Looking down, Veronica pulled her free hand away from the spot she'd been absently stroking, a jagged line on his left shoulder. "A bar fight?" she asked hopefully, though she knew that wishful thinking was just compassionate denial.

He laughed mirthlessly, resting his head back on the pillow. "No, that was after I got home from the bar fight."

She didn't say anything, knowing that to say, "I'm sorry," would be inadequate and after-the-fact. Aaron was already in jail, and that was all the retribution she could offer him.
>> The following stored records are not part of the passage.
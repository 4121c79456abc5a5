use crate::parser::node_text;
use crate::route_map::HttpMethod;
use log::debug;
use tree_sitter::Node;

/// Sentinel return type recorded when no recognizable response-construction
/// call is found in a handler body.
pub const UNKNOWN_RETURN_TYPE: &str = "any";

/// The response constructor recognized in return statements. SvelteKit
/// handlers build JSON responses through the `json` helper.
pub const RESPONSE_CONSTRUCTOR: &str = "json";

/// Call-site idioms recognized as query-parameter reads on the handler's
/// request-context object.
const QUERY_ACCESSORS: [&str; 2] = ["url.searchParams.get", "url.searchParams.getAll"];

/// A top-level exported declaration named after an HTTP method token,
/// classified by shape.
///
/// Only the function-like variant is analyzed; an exported class or plain
/// value that happens to carry a method name is skipped explicitly by the
/// route map builder rather than being probed for handler structure.
pub enum ExportedDeclaration<'a> {
    /// An exported function declaration, arrow function or function
    /// expression bound to a method-token name
    FunctionLike(HandlerDeclaration<'a>),
    /// Any other exported form under a method-token name
    Other { method: HttpMethod, node: Node<'a> },
}

/// One exported handler declaration, ready for analysis.
pub struct HandlerDeclaration<'a> {
    /// The HTTP method implemented by this handler
    pub method: HttpMethod,
    /// 1-based start line of the enclosing export statement, used for
    /// documentation comment association
    pub start_line: usize,
    /// The declaration subtree scanned for returns and call sites
    node: Node<'a>,
    /// The formal parameter list, when syntactically present
    parameters: Option<Node<'a>>,
    /// An unparenthesized single arrow-function parameter, when present
    bare_parameter: Option<Node<'a>>,
    /// The declared return type annotation, when present
    return_annotation: Option<Node<'a>>,
    is_async: bool,
}

/// Collects every top-level exported declaration whose name is one of the
/// fixed HTTP method tokens, in source order.
pub fn exported_method_declarations<'a>(
    root: Node<'a>,
    source: &str,
) -> Vec<ExportedDeclaration<'a>> {
    let mut found = Vec::new();

    let mut cursor = root.walk();
    for statement in root.named_children(&mut cursor) {
        if statement.kind() != "export_statement" {
            continue;
        }
        let Some(declaration) = statement.child_by_field_name("declaration") else {
            continue;
        };
        let export_line = statement.start_position().row + 1;

        match declaration.kind() {
            "function_declaration" | "generator_function_declaration" => {
                let Some(name) = declaration.child_by_field_name("name") else {
                    continue;
                };
                let Some(method) = HttpMethod::from_token(node_text(name, source)) else {
                    continue;
                };
                found.push(ExportedDeclaration::FunctionLike(HandlerDeclaration {
                    method,
                    start_line: export_line,
                    node: declaration,
                    parameters: declaration.child_by_field_name("parameters"),
                    bare_parameter: None,
                    return_annotation: declaration.child_by_field_name("return_type"),
                    is_async: has_keyword(declaration, "async"),
                }));
            }
            "lexical_declaration" | "variable_declaration" => {
                let mut declarators = declaration.walk();
                for declarator in declaration.named_children(&mut declarators) {
                    if declarator.kind() != "variable_declarator" {
                        continue;
                    }
                    let Some(name) = declarator.child_by_field_name("name") else {
                        continue;
                    };
                    let Some(method) = HttpMethod::from_token(node_text(name, source)) else {
                        continue;
                    };
                    match declarator.child_by_field_name("value") {
                        Some(value) if is_function_like(value.kind()) => {
                            found.push(ExportedDeclaration::FunctionLike(HandlerDeclaration {
                                method,
                                start_line: export_line,
                                node: value,
                                parameters: value.child_by_field_name("parameters"),
                                bare_parameter: value.child_by_field_name("parameter"),
                                return_annotation: value.child_by_field_name("return_type"),
                                is_async: has_keyword(value, "async"),
                            }));
                        }
                        _ => found.push(ExportedDeclaration::Other {
                            method,
                            node: declarator,
                        }),
                    }
                }
            }
            _ => {
                // Classes and other exported forms are only reported when
                // they shadow a method token, so the builder can skip them
                // deliberately.
                if let Some(name) = declaration.child_by_field_name("name") {
                    if let Some(method) = HttpMethod::from_token(node_text(name, source)) {
                        found.push(ExportedDeclaration::Other {
                            method,
                            node: declaration,
                        });
                    }
                }
            }
        }
    }

    found
}

fn is_function_like(kind: &str) -> bool {
    matches!(
        kind,
        "arrow_function" | "function_expression" | "function" | "generator_function"
    )
}

fn has_keyword(node: Node<'_>, keyword: &str) -> bool {
    let mut cursor = node.walk();
    let found = node.children(&mut cursor).any(|c| c.kind() == keyword);
    found
}

impl<'a> HandlerDeclaration<'a> {
    /// Textual rendering of the declaration's type signature:
    /// `(<parameters>) => <return>`. The return part prefers the declared
    /// annotation; absent one, async handlers render as `Promise<unknown>`
    /// and synchronous ones as `unknown`. The string is opaque to the
    /// engine and recorded verbatim for downstream consumers.
    pub fn declared_signature(&self, source: &str) -> String {
        let params = match (self.parameters, self.bare_parameter) {
            (Some(p), _) => node_text(p, source).to_string(),
            (None, Some(p)) => format!("({})", node_text(p, source)),
            (None, None) => "()".to_string(),
        };

        let ret = match self.return_annotation {
            Some(annotation) => node_text(annotation, source)
                .trim_start_matches(':')
                .trim()
                .to_string(),
            None if self.is_async => "Promise<unknown>".to_string(),
            None => "unknown".to_string(),
        };

        format!("{} => {}", params, ret)
    }

    /// Infers the response payload type by scanning every return statement
    /// in the declaration subtree for a `json(...)` call and joining the
    /// distinct argument types with ` | ` in first-seen order.
    ///
    /// This is a heuristic: handlers that build responses any other way
    /// degrade to [`UNKNOWN_RETURN_TYPE`], never to an error.
    pub fn inferred_return_type(&self, source: &str) -> String {
        let mut types: Vec<String> = Vec::new();

        for node in descendants(self.node) {
            if node.kind() != "return_statement" {
                continue;
            }
            let Some(call) = first_descendant(node, "call_expression") else {
                continue;
            };
            let Some(callee) = first_descendant(call, "identifier") else {
                continue;
            };
            if node_text(callee, source) != RESPONSE_CONSTRUCTOR {
                continue;
            }
            let Some(argument) = first_argument(call) else {
                continue;
            };

            let inferred = infer_expression_type(argument, source);
            if !types.contains(&inferred) {
                types.push(inferred);
            }
        }

        if types.is_empty() {
            debug!(
                "no {} call found in {} handler; response type unknown",
                RESPONSE_CONSTRUCTOR,
                self.method.as_token()
            );
            UNKNOWN_RETURN_TYPE.to_string()
        } else {
            types.join(" | ")
        }
    }

    /// Collects query-parameter names read through the recognized accessor
    /// pair, in call order. Repeated reads of the same name produce
    /// repeated entries.
    pub fn query_parameters(&self, source: &str) -> Vec<String> {
        let mut parameters = Vec::new();

        for node in descendants(self.node) {
            if node.kind() != "call_expression" {
                continue;
            }
            let Some(callee) = node.child_by_field_name("function") else {
                continue;
            };
            if !QUERY_ACCESSORS.contains(&node_text(callee, source)) {
                continue;
            }
            let Some(argument) = first_argument(node) else {
                continue;
            };

            let name = node_text(argument, source).replace(['\'', '"'], "");
            parameters.push(name);
        }

        parameters
    }
}

/// All strict descendants of `node` in pre-order (document order), gathered
/// over an explicit stack.
pub(crate) fn descendants(node: Node<'_>) -> Vec<Node<'_>> {
    fn push_children<'a>(node: Node<'a>, stack: &mut Vec<Node<'a>>) {
        let mut cursor = node.walk();
        let children: Vec<Node<'a>> = node.named_children(&mut cursor).collect();
        // Reverse so the LIFO stack pops children in document order.
        stack.extend(children.into_iter().rev());
    }

    let mut collected = Vec::new();
    let mut stack = Vec::new();
    push_children(node, &mut stack);

    while let Some(current) = stack.pop() {
        collected.push(current);
        push_children(current, &mut stack);
    }

    collected
}

/// The first strict descendant of `node` with the given kind, in document
/// order.
fn first_descendant<'a>(node: Node<'a>, kind: &str) -> Option<Node<'a>> {
    descendants(node).into_iter().find(|n| n.kind() == kind)
}

/// The first argument expression of a call, when the call has one.
fn first_argument(call: Node<'_>) -> Option<Node<'_>> {
    let arguments = call.child_by_field_name("arguments")?;
    let mut cursor = arguments.walk();
    let found = arguments
        .named_children(&mut cursor)
        .find(|n| n.kind() != "comment");
    found
}

/// Infers a textual TypeScript type for an expression from its syntactic
/// shape, widening literals the way a type checker would (`true` becomes
/// `boolean`, `1` becomes `number`). Expressions whose type cannot be
/// derived without resolution degrade to `unknown`.
fn infer_expression_type(node: Node<'_>, source: &str) -> String {
    match node.kind() {
        "string" | "template_string" => "string".to_string(),
        "number" => "number".to_string(),
        "true" | "false" => "boolean".to_string(),
        "null" => "null".to_string(),
        "undefined" => "undefined".to_string(),
        "object" => infer_object_type(node, source),
        "array" => infer_array_type(node, source),
        "as_expression" => node
            .named_child(1)
            .map(|ty| node_text(ty, source).to_string())
            .unwrap_or_else(|| "unknown".to_string()),
        "satisfies_expression" | "parenthesized_expression" | "await_expression"
        | "non_null_expression" => node
            .named_child(0)
            .map(|inner| infer_expression_type(inner, source))
            .unwrap_or_else(|| "unknown".to_string()),
        "ternary_expression" => {
            let mut branches = Vec::new();
            for field in ["consequence", "alternative"] {
                if let Some(branch) = node.child_by_field_name(field) {
                    let inferred = infer_expression_type(branch, source);
                    if !branches.contains(&inferred) {
                        branches.push(inferred);
                    }
                }
            }
            match branches.len() {
                0 => "unknown".to_string(),
                _ => branches.join(" | "),
            }
        }
        "unary_expression" => {
            let operator = node
                .child_by_field_name("operator")
                .map(|op| node_text(op, source))
                .unwrap_or("");
            match operator {
                "-" | "+" | "~" => "number".to_string(),
                "!" => "boolean".to_string(),
                _ => "unknown".to_string(),
            }
        }
        _ => "unknown".to_string(),
    }
}

fn infer_object_type(node: Node<'_>, source: &str) -> String {
    let mut members = Vec::new();

    let mut cursor = node.walk();
    for child in node.named_children(&mut cursor) {
        match child.kind() {
            "pair" => {
                let key = child
                    .child_by_field_name("key")
                    .map(|k| node_text(k, source).replace(['\'', '"'], ""))
                    .unwrap_or_default();
                let value_type = child
                    .child_by_field_name("value")
                    .map(|v| infer_expression_type(v, source))
                    .unwrap_or_else(|| "unknown".to_string());
                members.push(format!("{}: {}", key, value_type));
            }
            "shorthand_property_identifier" => {
                members.push(format!("{}: unknown", node_text(child, source)));
            }
            // Spread elements and method shorthand are beyond shape
            // inference; they contribute nothing.
            _ => {}
        }
    }

    if members.is_empty() {
        "{}".to_string()
    } else {
        format!("{{ {} }}", members.join("; "))
    }
}

fn infer_array_type(node: Node<'_>, source: &str) -> String {
    let mut element_types: Vec<String> = Vec::new();

    let mut cursor = node.walk();
    for element in node.named_children(&mut cursor) {
        if element.kind() == "comment" {
            continue;
        }
        let inferred = infer_expression_type(element, source);
        if !element_types.contains(&inferred) {
            element_types.push(inferred);
        }
    }

    match element_types.len() {
        0 => "unknown[]".to_string(),
        1 => format!("{}[]", element_types[0]),
        _ => format!("({})[]", element_types.join(" | ")),
    }
}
Instead, she carefully plucked another shard of glass from his skin and wiped the blood away.

"You know, you saved my life," she said finally, bridging the silence. "Back in the car, throwing yourself over me."

"It was…"

"Don't you dare say it was nothing," she interrupted. "It was brave and selfless and I'm trying to say thank you, so just accept it and move on."

Logan's shoulders shook with light laughter and then froze with the pain. His voice thick, he said, "I was just going to say, 'It was instinct.'" She could hear the smirk in it.

Her lips twitched at that, reluctant to smile while her white washcloth was slowly turning red. "Again, thank you."

"I meant it, you know." Another comment out of left field, and she was having a hard time keeping up.

"Meant what?"

"When I said that I'm in love with you," he replied, and though his voice lowered conspiratorially it was tender and honest and she wished she could see his eyes. "I wasn't just trying to get past second base. You know that, right?"

Her smile reached her eyes and the ceiling and the sky, rose-colored washcloth be damned. "Yes, Logan. I know."

Silence stretched between them again until the last shard of glass lay in her wastebasket and she had no more band-aids to use. Still, she traced the little pink lines until his breathing evened out. Standing with her red-tinted water and a bottle of peroxide, she leaned down and placed the lightest of kisses on his temple.

"I love you too, you know," she whispered to his sleeping form and then walked into the kitchen to help her dad with dinner.

As her footsteps moved away, Logan's eyes opened slowly and a small smile touched his lips. "Yes, Veronica," he sighed to the empty room, "I know."